Seu ancestral mais famoso, Cérbero, o cão de três cabeças que guardava as portas do inferno, contribuiu muito para essa simbiose entre o racional e irracional, que materializa-se a olhos vistos circunscrito a um caráter esculpido na fôrma de irmãos siameses, intimamente unidos por temperamento e predestinados a irmãos uterinos.
A identidade é de tal tamanho que o poder público viu-se encostado na parede a ter que cadastrar esses verdadeiros animais, a promover esterilização, num limite perigosamente próximo da emasculação, a tornar obrigatório o uso de focinheira por cima das ventas, a circular com o enforcador, e proibir o direito a menores de conduzi-los que, por não terem força de segurar o bicho, dispensam a coleira – um claro e bruto incentivo à conversão em pitboy.
“Disque cães bravos” e denuncie o PitBull, Rottweiller, Doberman, Fila Brasileiro, Bull Terrier, Dog Alemão, Pastor Belga, Mastim que irá assassiná-lo, enchendo de orgulho seus donos que não são homens para confessar que já perderam o crédito na nossa raça, humanidade que não vale um níquel furado. A prova confessa do crime é a débil declaração de que “meu cão nunca fez mal a ninguém”, tratando-o como se fosse um igual, sendo a coleira um instrumento sadomasoquista inadmissível. Se as mulheres usam coleira como artefato de submissão aos homens, o problema é dessas infelizes.

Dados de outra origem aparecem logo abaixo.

//! Error types for the gateway's identity, authorization and discovery plane.

use std::io;

use axum::http::{StatusCode, header::CONNECTION};
use axum::response::{IntoResponse, Response};
use serde::Serialize;
use thiserror::Error;

/// Result type alias for the crate.
pub type Result<T> = std::result::Result<T, Error>;

/// Top-level crate error.
#[derive(Error, Debug)]
pub enum Error {
    /// Configuration error
    #[error("Configuration error: {0}")]
    Config(String),

    /// RFC 6749 OAuth protocol error
    #[error(transparent)]
    OAuth(#[from] OAuthError),

    /// Discovery subsystem error
    #[error(transparent)]
    Discovery(#[from] DiscoveryError),

    /// Authentication failed (401)
    #[error("Authentication failed: {0}")]
    Unauthorized(String),

    /// Authorization failed (403)
    #[error("Authorization failed: {0}")]
    Forbidden(String),

    /// Rate limit exceeded (429)
    #[error("Rate limit exceeded: {0}")]
    RateLimited(String),

    /// IO error
    #[error("IO error: {0}")]
    Io(#[from] io::Error),

    /// JSON error
    #[error("JSON error: {0}")]
    Json(#[from] serde_json::Error),

    /// HTTP client error
    #[error("HTTP error: {0}")]
    Http(#[from] reqwest::Error),

    /// JWT encode/decode error
    #[error("Token error: {0}")]
    Jwt(#[from] jsonwebtoken::errors::Error),

    /// Server shutdown
    #[error("Server shutdown")]
    Shutdown,

    /// Internal error — never exposed to clients verbatim
    #[error("Internal error: {0}")]
    Internal(String),
}

impl IntoResponse for Error {
    fn into_response(self) -> Response {
        match self {
            Self::OAuth(e) => e.into_response(),
            Self::Discovery(e) => e.into_response(),
            Self::Unauthorized(msg) => unauthorized_response(&msg, None),
            Self::Forbidden(msg) => problem_response(StatusCode::FORBIDDEN, &msg),
            Self::RateLimited(msg) => problem_response(StatusCode::TOO_MANY_REQUESTS, &msg),
            Self::Config(msg) => problem_response(StatusCode::INTERNAL_SERVER_ERROR, &msg),
            other => {
                tracing::error!(error = %other, "internal error");
                problem_response(StatusCode::INTERNAL_SERVER_ERROR, "internal error")
            }
        }
    }
}

#[derive(Debug, Serialize)]
struct ProblemBody<'a> {
    error: &'a str,
}

fn problem_response(status: StatusCode, message: &str) -> Response {
    (status, axum::Json(ProblemBody { error: message })).into_response()
}

/// Build a 401 with `WWW-Authenticate: Bearer`, optionally carrying
/// `resource_metadata` so the client knows where to re-discover the
/// protected-resource document.
pub fn unauthorized_response(message: &str, resource_metadata: Option<&str>) -> Response {
    let challenge = match resource_metadata {
        Some(url) => format!(r#"Bearer realm="mcpgw", resource_metadata="{url}""#),
        None => "Bearer realm=\"mcpgw\"".to_string(),
    };
    (
        StatusCode::UNAUTHORIZED,
        [("WWW-Authenticate", challenge)],
        [(CONNECTION, "close")],
        axum::Json(ProblemBody { error: message }),
    )
        .into_response()
}

/// RFC 6749 `{error, error_description}` error codes used by the OAuth
/// surface (`/oauth2/*`). Returned verbatim in the response body — never
/// wrapped in the generic problem shape used elsewhere.
#[derive(Error, Debug, Clone, Copy, PartialEq, Eq)]
pub enum OAuthErrorCode {
    /// Malformed or missing request parameter.
    #[error("invalid_request")]
    InvalidRequest,
    /// Unknown or unauthenticated client.
    #[error("invalid_client")]
    InvalidClient,
    /// Invalid/expired/reused authorization grant (code, PKCE mismatch, device code).
    #[error("invalid_grant")]
    InvalidGrant,
    /// `grant_type` is not one this server implements.
    #[error("unsupported_grant_type")]
    UnsupportedGrantType,
    /// Requested scope is invalid or exceeds what the client may request.
    #[error("invalid_scope")]
    InvalidScope,
    /// Device flow: user has not yet approved.
    #[error("authorization_pending")]
    AuthorizationPending,
    /// Device flow: user denied the request.
    #[error("access_denied")]
    AccessDenied,
    /// Device/auth code has expired.
    #[error("expired_token")]
    ExpiredToken,
    /// Client is polling faster than the advertised interval.
    #[error("slow_down")]
    SlowDown,
    /// Unexpected server-side failure.
    #[error("server_error")]
    ServerError,
}

/// An OAuth protocol error carrying the RFC 6749 code plus a human
/// description. HTTP status is derived from the code (`400` for all
/// protocol errors; device-flow polling states are also `400` per RFC 8628).
#[derive(Error, Debug)]
#[error("{code}: {description}")]
pub struct OAuthError {
    /// RFC 6749 error code.
    pub code: OAuthErrorCode,
    /// Human-readable description (never leaks internal detail).
    pub description: String,
}

impl OAuthError {
    /// Construct an OAuth error.
    pub fn new(code: OAuthErrorCode, description: impl Into<String>) -> Self {
        Self {
            code,
            description: description.into(),
        }
    }
}

#[derive(Debug, Serialize)]
struct OAuthErrorBody {
    error: &'static str,
    error_description: String,
}

impl IntoResponse for OAuthError {
    fn into_response(self) -> Response {
        let status = match self.code {
            OAuthErrorCode::InvalidClient => StatusCode::UNAUTHORIZED,
            _ => StatusCode::BAD_REQUEST,
        };
        let body = OAuthErrorBody {
            error: match self.code {
                OAuthErrorCode::InvalidRequest => "invalid_request",
                OAuthErrorCode::InvalidClient => "invalid_client",
                OAuthErrorCode::InvalidGrant => "invalid_grant",
                OAuthErrorCode::UnsupportedGrantType => "unsupported_grant_type",
                OAuthErrorCode::InvalidScope => "invalid_scope",
                OAuthErrorCode::AuthorizationPending => "authorization_pending",
                OAuthErrorCode::AccessDenied => "access_denied",
                OAuthErrorCode::ExpiredToken => "expired_token",
                OAuthErrorCode::SlowDown => "slow_down",
                OAuthErrorCode::ServerError => "server_error",
            },
            error_description: self.description,
        };
        (status, axum::Json(body)).into_response()
    }
}

/// Discovery subsystem error.
#[derive(Error, Debug)]
pub enum DiscoveryError {
    /// The vector store (or embedding provider) is unreachable.
    #[error("discovery backend unavailable: {0}")]
    Unavailable(String),

    /// A caller attempted to patch a field outside the metadata-safe set
    /// via the fast-path `update_metadata`/`batch_update_properties`.
    #[error("field '{0}' is not metadata-safe and requires re-embedding")]
    NotMetadataSafe(String),

    /// Document not found.
    #[error("document not found: {0}")]
    NotFound(String),

    /// Invalid query (length, `max_results`, malformed filter, ...).
    #[error("invalid query: {0}")]
    InvalidQuery(String),
}

impl IntoResponse for DiscoveryError {
    fn into_response(self) -> Response {
        let status = match self {
            Self::Unavailable(_) => StatusCode::SERVICE_UNAVAILABLE,
            Self::NotMetadataSafe(_) | Self::InvalidQuery(_) => StatusCode::BAD_REQUEST,
            Self::NotFound(_) => StatusCode::NOT_FOUND,
        };
        problem_response(status, &self.to_string())
    }
}

/// Standard JSON-RPC-style error codes, retained for any downstream
/// component that still speaks the MCP JSON-RPC error shape.
pub mod rpc_codes {
    /// Parse error - Invalid JSON
    pub const PARSE_ERROR: i32 = -32700;
    /// Invalid Request - Not a valid Request object
    pub const INVALID_REQUEST: i32 = -32600;
    /// Internal error
    pub const INTERNAL_ERROR: i32 = -32603;
}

Dêem-se por satisfeitos os desprovidos de cães, porque os que os têm já recolhem as fezes expelidas nos passeios públicos, livrando-nos com os nossos passos de aumentar a dimensão do juízo falso a respeito de gente tão diferenciada que nos parece estranho.
Esses cachorros filhos da mãe desnaturada que protege esses marmanjos, dilaceram a dentadas seu cãozinho de estimação Yorkshire; põem a perder o gajo que atira contra o pitbull que atacava seu cavalo e atinge um menino de 10 anos; morde seu dono que tentou evitar que ele matasse um Poodle Toy; dando uma de cavalo, Braddock puxava seu dono, lutador de vale-tudo, no skate, quando não resistiu à perna do gari; o guarda-vidas foi obrigado a matar a pauladas um pitbull que perseguiu o surfista mar adentro, após destruir sua prancha a dentadas; em briga de trânsito, o lutador de jiu-jítsu resolveu se poupar e incitou o seu cão contra o motorista oponente.
O código penal promulgado pelo mulá Omar em rasa troca de idéias com Osama, exigia barba comprida mas proibia cabelos à la Beatles; ai de quem pusesse pipas para voar e subisse o muro para espiar a mulher do vizinho; que se recorte os olhos de modelos nos frascos de xampus; médicos só podem olhar as partes do corpo das pacientes que precisassem de tratamento; se a esposa saísse de casa com a face descoberta, sua casa seria marcada e seu marido punido; chicote para quem saísse da linha.
Em sua frieza, o que mais impressiona nessa estirpe de homem é a vocação para confinar as mulheres, a mulher que habita em seu seio, apegado a seu código de valores inspirados em decálogos anciãos que se esboroaram no tempo, saudosos de ressuscitar epopéias brilhantes que só o feudalismo medieval constrói.
Devemos dar-lhes adeus acenando lenços, trata-se de desespero de causa usar o animal para assustar as pessoas, rola uma lenda de ervas daninhas que essa alma danada irá incorporar a cadela maldita rumo a uma nova vertente de centauros que, em alcatéia, expulsará os vampiros do nosso reino, seja feita a Vossa Vontade.